La profession de Madame Warren

Paris 14e
du 27 mars au 12 mai 2001

La profession de Madame Warren

CLASSIQUE Terminé

A la fois cruelle et drôle, la pièce trouve aujourd’hui sa véritable dimension alors que nous entrons dans l’ère d'un capitalisme mondial.

Synopsis
Une nouvelle traduction
Intention de mise en scène

Synopsis

Vivie Warren, brillante étudiante en mathématiques, passe des vacances studieuses dans un cottage du Surrey. Cette journée inhabituelle va bouleverser sa vie de jeune fille élevée à l'écart du monde et de ses contingences. En effet, sa mère, Mme Warren, a décidé de lui rendre visite avec ses amis. Démarche tout à fait inhabituelle, puisque celle-ci voyage continuellement pour ses "affaires" dans toute l'Europe et s'est trouvée singulièrement absente pendant l'enfance et l'adolescence de sa fille.

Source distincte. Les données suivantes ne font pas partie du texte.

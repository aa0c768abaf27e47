// SPDX-License-Identifier: MIT
// Copyright (c) 2026 Alfred Jean LLC

#![allow(clippy::unwrap_used, clippy::expect_used, clippy::panic)]
use super::*;
use crate::frame::FrameStatus;
use std::thread;
use tempfile::TempDir;

#[test]
fn test_record_writes_one_line_per_frame() {
    let dir = TempDir::new().unwrap();
    let path = dir.path().join("frames.jsonl");
    let recorder = FrameRecorder::create(&path).unwrap();

    recorder
        .record(&EventFrame::new("agent_log", "one", "2026-03-01T00:00:00Z").with_agent("news"))
        .unwrap();
    recorder
        .record(&EventFrame::system_disconnected("2026-03-01T00:00:01Z"))
        .unwrap();

    let content = std::fs::read_to_string(&path).unwrap();
    assert_eq!(content.lines().count(), 2);
    assert_eq!(recorder.written(), 2);

    let frames = FrameRecorder::read_frames(&path).unwrap();
    assert_eq!(frames[0].agent.as_deref(), Some("news"));
    assert_eq!(frames[1].status, Some(FrameStatus::Error));
}

#[test]
fn test_create_truncates_and_append_keeps() {
    let dir = TempDir::new().unwrap();
    let path = dir.path().join("frames.jsonl");
    std::fs::write(&path, "stale\n").unwrap();

    let recorder = FrameRecorder::create(&path).unwrap();
    recorder.record(&EventFrame::new("info", "a", "t")).unwrap();
    drop(recorder);

    let recorder = FrameRecorder::append(&path).unwrap();
    recorder.record(&EventFrame::new("info", "b", "t")).unwrap();

    let frames = FrameRecorder::read_frames(&path).unwrap();
    let messages: Vec<_> = frames.iter().map(|f| f.message.as_str()).collect();
    assert_eq!(messages, vec!["a", "b"]);
}

#[test]
fn test_read_skips_garbage_lines() {
    let dir = TempDir::new().unwrap();
    let path = dir.path().join("mixed.jsonl");
    std::fs::write(
        &path,
        "pong\n{\"type\":\"info\",\"message\":\"kept\",\"timestamp\":\"t\"}\nnot json\n",
    )
    .unwrap();

    let frames = FrameRecorder::read_frames(&path).unwrap();
    assert_eq!(frames.len(), 1);
    assert_eq!(frames[0].message, "kept");
}

#[test]
fn test_create_in_missing_directory_fails() {
    let dir = TempDir::new().unwrap();
    let path = dir.path().join("missing").join("frames.jsonl");
    assert!(FrameRecorder::create(&path).is_err());
}

#[test]
fn test_clones_share_writer() {
    let dir = TempDir::new().unwrap();
    let path = dir.path().join("frames.jsonl");
    let recorder = FrameRecorder::create(&path).unwrap();

    let handles: Vec<_> = (0..4)
        .map(|i| {
            let recorder = recorder.clone();
            thread::spawn(move || {
                for j in 0..10 {
                    recorder
                        .record(&EventFrame::new("info", format!("{}-{}", i, j), "t"))
                        .unwrap();
                }
            })
        })
        .collect();
    for handle in handles {
        handle.join().unwrap();
    }

    assert_eq!(recorder.written(), 40);
    assert_eq!(FrameRecorder::read_frames(&path).unwrap().len(), 40);
}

D'abord arrive Praed, un ami de Mme Warren, artiste amoureux de l'Italie, qui vient faire la connaissance de Vivie. Amical et délicat, il sera le seul de l'entourage de sa mère que Vivie acceptera. Dans ce village anglais, Vivie a un amoureux Franck Gardner, charmant bon à rien, qui surgit lui aussi à l'improviste poursuivi par son père le Révérend Samuel qui sans cesse lui demande des comptes sur ses fréquentations. Enfin Mme Warren et son accolyte Sir Georges Crofts, baronnet véreux, font une irruption tapageuse.

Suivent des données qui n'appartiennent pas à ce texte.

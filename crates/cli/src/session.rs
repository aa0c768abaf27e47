// SPDX-License-Identifier: MIT
// Copyright (c) 2026 Alfred Jean LLC

//! Connection session state machine.
//!
//! A [`ConnectionSession`] owns the log buffer and the connected flag for one
//! console instance and applies socket lifecycle events to them. It performs
//! no I/O itself; [`crate::driver`] feeds it events from a transport.
//!
//! ```text
//! Connecting ──open──▶ Connected
//!     │                    │
//!     └──────close─────────┴──▶ Disconnected (terminal)
//! ```
//!
//! Every operation is infallible. Failures are reported to the
//! [`DiagnosticSink`] and otherwise absorbed.

use std::sync::Arc;

use agent_console_frames::{EventFrame, FrameRecorder, Inbound, LogBuffer, HEARTBEAT_REPLY};

use crate::config::ConsoleConfig;
use crate::diagnostic::{excerpt, Diagnostic, DiagnosticSink};
use crate::time::{Clock, ClockHandle};

/// Lifecycle state of a session.
#[derive(Clone, Copy, Debug, Default, PartialEq, Eq)]
pub enum SessionState {
    #[default]
    Connecting,
    Connected,
    Disconnected,
}

/// What happened to an inbound payload.
#[derive(Clone, Copy, Debug, PartialEq, Eq)]
pub enum MessageOutcome {
    /// Heartbeat reply, discarded.
    Heartbeat,
    /// Appended; `evicted` older frames were dropped to make room.
    Appended { evicted: usize },
    /// Not an event frame; reported and dropped.
    Malformed,
    /// Arrived after the session disconnected; ignored.
    Ignored,
}

/// Everything the presentation layer needs to draw one frame of the view.
#[derive(Clone, Debug, Default, PartialEq)]
pub struct ConsoleSnapshot {
    pub frames: Vec<EventFrame>,
    pub connected: bool,
    pub state: SessionState,
    /// Bumped on every buffer change (append, evict, clear).
    pub revision: u64,
    /// Frames appended over the session's lifetime, including evicted ones.
    pub appended_total: u64,
}

/// State for one live connection to the agent log stream.
pub struct ConnectionSession {
    state: SessionState,
    connected: bool,
    buffer: LogBuffer,
    heartbeat_reply: String,
    revision: u64,
    appended_total: u64,
    clock: ClockHandle,
    sink: Arc<dyn DiagnosticSink>,
    recorder: Option<FrameRecorder>,
}

impl ConnectionSession {
    /// Create a session in the `Connecting` state.
    pub fn new(capacity: usize, clock: ClockHandle, sink: Arc<dyn DiagnosticSink>) -> Self {
        Self {
            state: SessionState::Connecting,
            connected: false,
            buffer: LogBuffer::new(capacity),
            heartbeat_reply: HEARTBEAT_REPLY.to_string(),
            revision: 0,
            appended_total: 0,
            clock,
            sink,
            recorder: None,
        }
    }

    /// Create a session using the capacity and heartbeat reply from `config`.
    pub fn from_config(
        config: &ConsoleConfig,
        clock: ClockHandle,
        sink: Arc<dyn DiagnosticSink>,
    ) -> Self {
        Self::new(config.capacity, clock, sink).with_heartbeat_reply(&config.heartbeat_reply)
    }

    /// Override the payload treated as a heartbeat reply.
    pub fn with_heartbeat_reply(mut self, reply: &str) -> Self {
        self.heartbeat_reply = reply.to_string();
        self
    }

    /// Record every appended frame.
    pub fn with_recorder(mut self, recorder: FrameRecorder) -> Self {
        self.recorder = Some(recorder);
        self
    }

    pub fn state(&self) -> SessionState {
        self.state
    }

    pub fn is_connected(&self) -> bool {
        self.connected
    }

    pub fn buffer(&self) -> &LogBuffer {
        &self.buffer
    }

    /// Whether heartbeats should still be sent.
    pub fn heartbeat_active(&self) -> bool {
        matches!(
            self.state,
            SessionState::Connecting | SessionState::Connected
        )
    }

    /// Report a diagnostic through this session's sink.
    pub fn report(&self, diagnostic: Diagnostic) {
        self.sink.report(diagnostic);
    }

    /// The socket opened.
    pub fn on_open(&mut self) {
        if self.state == SessionState::Disconnected {
            return;
        }
        self.state = SessionState::Connected;
        self.connected = true;
        self.sink.report(Diagnostic::Connected);
    }

    /// An inbound payload arrived.
    pub fn on_message(&mut self, payload: &str) -> MessageOutcome {
        if self.state == SessionState::Disconnected {
            return MessageOutcome::Ignored;
        }
        match Inbound::classify_with(payload, &self.heartbeat_reply) {
            Inbound::Heartbeat => MessageOutcome::Heartbeat,
            Inbound::Frame(frame) => MessageOutcome::Appended {
                evicted: self.append(frame),
            },
            Inbound::Malformed(e) => {
                self.sink.report(Diagnostic::MalformedFrame {
                    error: e.to_string(),
                    payload: excerpt(payload),
                });
                MessageOutcome::Malformed
            }
        }
    }

    /// The transport reported an error. The state is left alone; a close
    /// event follows if the error was fatal.
    pub fn on_error(&mut self, detail: &str) {
        self.connected = false;
        self.sink.report(Diagnostic::Transport {
            detail: detail.to_string(),
        });
    }

    /// The socket closed. Appends the disconnect frame the first time only.
    pub fn on_close(&mut self, reason: &str) {
        if self.state == SessionState::Disconnected {
            return;
        }
        self.state = SessionState::Disconnected;
        self.connected = false;
        let frame = EventFrame::system_disconnected(self.clock.now_rfc3339());
        self.append(frame);
        self.sink.report(Diagnostic::Disconnected {
            reason: reason.to_string(),
        });
    }

    /// Empty the buffer. Connection state is untouched.
    pub fn clear(&mut self) {
        self.buffer.clear();
        self.revision += 1;
    }

    pub fn snapshot(&self) -> ConsoleSnapshot {
        ConsoleSnapshot {
            frames: self.buffer.snapshot(),
            connected: self.connected,
            state: self.state,
            revision: self.revision,
            appended_total: self.appended_total,
        }
    }

    fn append(&mut self, frame: EventFrame) -> usize {
        if let Some(recorder) = &self.recorder {
            if let Err(e) = recorder.record(&frame) {
                self.sink.report(Diagnostic::RecordFailed {
                    detail: format!("{}: {}", recorder.path().display(), e),
                });
            }
        }
        let evicted = self.buffer.push(frame);
        self.revision += 1;
        self.appended_total += 1;
        evicted
    }
}

impl std::fmt::Debug for ConnectionSession {
    fn fmt(&self, f: &mut std::fmt::Formatter<'_>) -> std::fmt::Result {
        f.debug_struct("ConnectionSession")
            .field("state", &self.state)
            .field("connected", &self.connected)
            .field("buffered", &self.buffer.len())
            .field("capacity", &self.buffer.capacity())
            .finish_non_exhaustive()
    }
}

#[cfg(test)]
#[path = "session_tests.rs"]
mod tests;
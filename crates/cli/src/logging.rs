// SPDX-License-Identifier: MIT
// Copyright (c) 2026 Alfred Jean LLC

//! `tracing` subscriber setup.
//!
//! The interactive console owns the terminal, so log output must never reach
//! it: events go to `--log-file` when given and are discarded otherwise. In
//! plain and replay modes stderr is free and used as the default target.

use std::fs::{File, OpenOptions};
use std::io;
use std::path::{Path, PathBuf};
use std::sync::Mutex;
use tracing_subscriber::EnvFilter;

use crate::env;

/// Default filter when `AGENT_CONSOLE_LOG` is unset.
pub const DEFAULT_FILTER: &str = "info";

/// Where log events go.
#[derive(Clone, Debug, PartialEq, Eq)]
pub enum LogTarget {
    File(PathBuf),
    Stderr,
    Discard,
}

impl LogTarget {
    /// Pick the target for a run.
    pub fn select(log_file: Option<&Path>, terminal_owned: bool) -> Self {
        match log_file {
            Some(path) => Self::File(path.to_path_buf()),
            None if terminal_owned => Self::Discard,
            None => Self::Stderr,
        }
    }
}

fn filter() -> EnvFilter {
    env::log_filter()
        .and_then(|directive| EnvFilter::try_new(directive).ok())
        .unwrap_or_else(|| EnvFilter::new(DEFAULT_FILTER))
}

fn open_log_file(path: &Path) -> io::Result<File> {
    OpenOptions::new().create(true).append(true).open(path)
}

/// Install the global subscriber. Safe to call more than once; later calls
/// leave the first subscriber in place.
pub fn init_logging(target: &LogTarget) -> io::Result<()> {
    let builder = tracing_subscriber::fmt().with_env_filter(filter());
    match target {
        LogTarget::File(path) => {
            let file = open_log_file(path)?;
            let _ = builder
                .with_ansi(false)
                .with_writer(Mutex::new(file))
                .try_init();
        }
        LogTarget::Stderr => {
            let _ = builder.with_writer(io::stderr).try_init();
        }
        LogTarget::Discard => {
            let _ = builder.with_writer(io::sink).try_init();
        }
    }
    Ok(())
}

#[cfg(test)]
#[path = "logging_tests.rs"]
mod tests;
// SPDX-License-Identifier: MIT
// Copyright (c) 2026 Alfred Jean LLC

//! WebSocket transport over `tokio-tungstenite`.
//!
//! The connection is opened lazily by the first [`Transport::next_event`]
//! call. The pending connect future is stored on the transport so a
//! cancelled poll (the driver's `select!` picking another branch) resumes the
//! same attempt instead of starting over.

use std::collections::VecDeque;
use std::future::Future;
use std::pin::Pin;

use futures_util::{SinkExt, StreamExt};
use tokio::net::TcpStream;
use tokio_tungstenite::tungstenite::{self, protocol::CloseFrame, Message};
use tokio_tungstenite::{connect_async, MaybeTlsStream, WebSocketStream};
use url::Url;

use crate::transport::{Transport, TransportError, TransportEvent};

type WsStream = WebSocketStream<MaybeTlsStream<TcpStream>>;
type ConnectFuture = Pin<Box<dyn Future<Output = Result<WsStream, tungstenite::Error>> + Send>>;

enum WsState {
    Connecting(ConnectFuture),
    Open(WsStream),
    Closed,
}

/// Client side of the agent log stream.
pub struct WsTransport {
    endpoint: Url,
    state: WsState,
    pending: VecDeque<TransportEvent>,
}

impl WsTransport {
    /// Prepare a connection to `endpoint`. Nothing is dialed until the first
    /// call to [`Transport::next_event`].
    pub fn new(endpoint: Url) -> Self {
        let target = endpoint.to_string();
        let connect: ConnectFuture = Box::pin(async move {
            let (stream, _response) = connect_async(target).await?;
            Ok(stream)
        });
        Self {
            endpoint,
            state: WsState::Connecting(connect),
            pending: VecDeque::new(),
        }
    }

    pub fn endpoint(&self) -> &Url {
        &self.endpoint
    }

    /// Transition to `Closed` after a failure, queueing the close event that
    /// must follow the error.
    fn fail(&mut self, err: tungstenite::Error) -> TransportEvent {
        self.state = WsState::Closed;
        self.pending
            .push_back(TransportEvent::Closed(format!("connection lost: {}", err)));
        TransportEvent::Error(err.to_string())
    }
}

fn close_reason(frame: Option<CloseFrame<'_>>) -> String {
    match frame {
        Some(frame) if frame.reason.is_empty() => format!("closed by server ({})", frame.code),
        Some(frame) => format!("closed by server ({}: {})", frame.code, frame.reason),
        None => "closed by server".to_string(),
    }
}

impl Transport for WsTransport {
    async fn next_event(&mut self) -> Option<TransportEvent> {
        if let Some(event) = self.pending.pop_front() {
            return Some(event);
        }
        match &mut self.state {
            WsState::Connecting(connect) => match connect.as_mut().await {
                Ok(stream) => {
                    self.state = WsState::Open(stream);
                    Some(TransportEvent::Open)
                }
                Err(e) => Some(self.fail(e)),
            },
            WsState::Open(stream) => loop {
                match stream.next().await {
                    Some(Ok(Message::Text(text))) => return Some(TransportEvent::Message(text)),
                    // Invalid UTF-8 ends up as a malformed frame.
                    Some(Ok(Message::Binary(bytes))) => {
                        let text = String::from_utf8_lossy(&bytes).into_owned();
                        return Some(TransportEvent::Message(text));
                    }
                    Some(Ok(Message::Close(frame))) => {
                        let reason = close_reason(frame);
                        self.state = WsState::Closed;
                        return Some(TransportEvent::Closed(reason));
                    }
                    // Ping/pong control frames are handled by tungstenite.
                    Some(Ok(_)) => continue,
                    Some(Err(e)) => return Some(self.fail(e)),
                    None => {
                        self.state = WsState::Closed;
                        return Some(TransportEvent::Closed("stream ended".to_string()));
                    }
                }
            },
            WsState::Closed => None,
        }
    }

    async fn send_text(&mut self, text: &str) -> Result<(), TransportError> {
        match &mut self.state {
            WsState::Open(stream) => {
                stream.send(Message::Text(text.to_string())).await?;
                Ok(())
            }
            _ => Err(TransportError::NotOpen),
        }
    }

    fn is_writable(&self) -> bool {
        matches!(self.state, WsState::Open(_))
    }

    async fn close(&mut self) -> Result<(), TransportError> {
        let state = std::mem::replace(&mut self.state, WsState::Closed);
        match state {
            WsState::Open(mut stream) => match stream.close(None).await {
                Ok(()) => Ok(()),
                Err(tungstenite::Error::ConnectionClosed | tungstenite::Error::AlreadyClosed) => {
                    Ok(())
                }
                Err(e) => Err(e.into()),
            },
            // Dropping the connect future abandons the attempt.
            WsState::Connecting(_) | WsState::Closed => Ok(()),
        }
    }
}

impl std::fmt::Debug for WsTransport {
    fn fmt(&self, f: &mut std::fmt::Formatter<'_>) -> std::fmt::Result {
        let state = match self.state {
            WsState::Connecting(_) => "connecting",
            WsState::Open(_) => "open",
            WsState::Closed => "closed",
        };
        f.debug_struct("WsTransport")
            .field("endpoint", &self.endpoint.as_str())
            .field("state", &state)
            .finish_non_exhaustive()
    }
}

#[cfg(test)]
#[path = "ws_tests.rs"]
mod tests;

C'est alors que Vivie va être confrontée pour la première fois au passé de sa mère. Poussée à bout par les attaques violentes de sa fille, Mme Warren fait alors le récit de ce que fut sa vie, et révèle alors sa véritable activité: tenir des "maisons" financées par Crofts dans toute l'Europe. Comment en est-elle arrivée là? La misère en est la cause principale. Vivie est bouleversée par la sincérité brutale et poignante de sa mère, et se sent prête à comprendre et à pardonner.

Le lendemain, Crofts propose à Vivie, de la façon la plus grossière, un mariage de convention, qui permettrait à l'argent de rester dans la "famille". Insulté par la jeune fille qui refuse son offre, celui-ci lui révèle que Franck est son demi-frère. Vivie décide alors de partir et d'aller gagner sa vie chez son amie Honoria Fraser à la City de Londres.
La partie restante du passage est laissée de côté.